**Problem to work on:** Within the entries that follow, report how many lines contain the word "info", giving the number by itself.

[Collected data]

━━━━━━━━━━━━━━━━

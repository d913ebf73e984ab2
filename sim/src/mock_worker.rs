//! Stand-in worker that "executes" a task after a short random delay

use std::thread;
use std::time::Duration;

use agentic_economy::instructions::constants::MAX_DELIVERY_LEN;
use chrono::{SecondsFormat, Utc};
use rand::Rng;
use serde::Serialize;
use serde_json::{json, Value};
use tracing::{debug, info};

use crate::errors::{Result, SimError};

pub const DELIVERY_SCHEME: &str = "mock://delivery/";

const SUMMARY_PREFIX_CHARS: usize = 120;
const CONFIDENCE: f64 = 0.92;

#[derive(Debug, Clone, PartialEq, Serialize)]
pub struct MockWorkResult {
    pub summary: String,
    pub confidence: f64,
    pub output: Value,
}

#[derive(Debug, Clone, Copy)]
pub struct MockWorker {
    min_delay: Duration,
    max_delay: Duration,
}

impl MockWorker {
    pub fn new(min_delay: Duration, max_delay: Duration) -> Result<Self> {
        if min_delay > max_delay {
            return Err(SimError::InvalidDelay {
                min_ms: min_delay.as_millis() as u64,
                max_ms: max_delay.as_millis() as u64,
            });
        }
        Ok(Self { min_delay, max_delay })
    }

    /// No waiting at all
    pub fn instant() -> Self {
        Self {
            min_delay: Duration::ZERO,
            max_delay: Duration::ZERO,
        }
    }

    pub fn execute<R: Rng>(&self, prompt: &str, rng: &mut R) -> Result<MockWorkResult> {
        let normalized = normalize(prompt);
        if normalized.is_empty() {
            return Err(SimError::EmptyPrompt);
        }

        let delay = if self.min_delay == self.max_delay {
            self.min_delay
        } else {
            rng.gen_range(self.min_delay..=self.max_delay)
        };
        debug!(delay_ms = delay.as_millis() as u64, "mock worker running");
        if !delay.is_zero() {
            thread::sleep(delay);
        }

        let summary = format!(
            "Task analyzed and completed for: {}",
            truncate_chars(&normalized, SUMMARY_PREFIX_CHARS)
        );
        let output = json!({
            "task": normalized,
            "status": "completed",
            "result": {
                "headline": "Mock worker finished execution",
                "artifacts": ["analysis.txt", "result.json"],
                "notes": "Generated in demo mode by MockWorkerLogic",
            },
            "timestamp_utc": Utc::now().to_rfc3339_opts(SecondsFormat::Secs, true),
        });
        info!(confidence = CONFIDENCE, "mock work completed");

        Ok(MockWorkResult {
            summary,
            confidence: CONFIDENCE,
            output,
        })
    }
}

/// `mock://delivery/<compact json>`, ASCII only, with the task text shortened
/// until the reference fits the delivery length limit.
pub fn format_delivery_uri(output: &Value) -> Result<String> {
    let uri = format!("{DELIVERY_SCHEME}{}", ascii_json(output)?);
    if uri.len() <= MAX_DELIVERY_LEN {
        return Ok(uri);
    }

    let task = output.get("task").and_then(Value::as_str).unwrap_or_default();
    let overflow = uri.len() - MAX_DELIVERY_LEN;
    // Escaping can make a char cost more than one byte
    let mut keep = task.chars().count().saturating_sub(overflow);
    loop {
        let mut shortened = output.clone();
        shortened["task"] = Value::String(truncate_chars(task, keep));
        let uri = format!("{DELIVERY_SCHEME}{}", ascii_json(&shortened)?);
        if uri.len() <= MAX_DELIVERY_LEN || keep == 0 {
            return Ok(uri);
        }
        keep = keep.saturating_sub(overflow.max(8));
    }
}

/// Compact JSON with every non-ASCII char written as a `\u` escape
fn ascii_json(value: &Value) -> Result<String> {
    let compact = serde_json::to_string(value)?;
    let mut escaped = String::with_capacity(compact.len());
    for ch in compact.chars() {
        if ch.is_ascii() {
            escaped.push(ch);
        } else {
            let mut units = [0u16; 2];
            for unit in ch.encode_utf16(&mut units) {
                escaped.push_str(&format!("\\u{unit:04x}"));
            }
        }
    }
    Ok(escaped)
}

fn normalize(prompt: &str) -> String {
    prompt.split_whitespace().collect::<Vec<_>>().join(" ")
}

fn truncate_chars(text: &str, max: usize) -> String {
    text.chars().take(max).collect()
}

━━━━━━━━━━━━━━━━

**Response below:** 2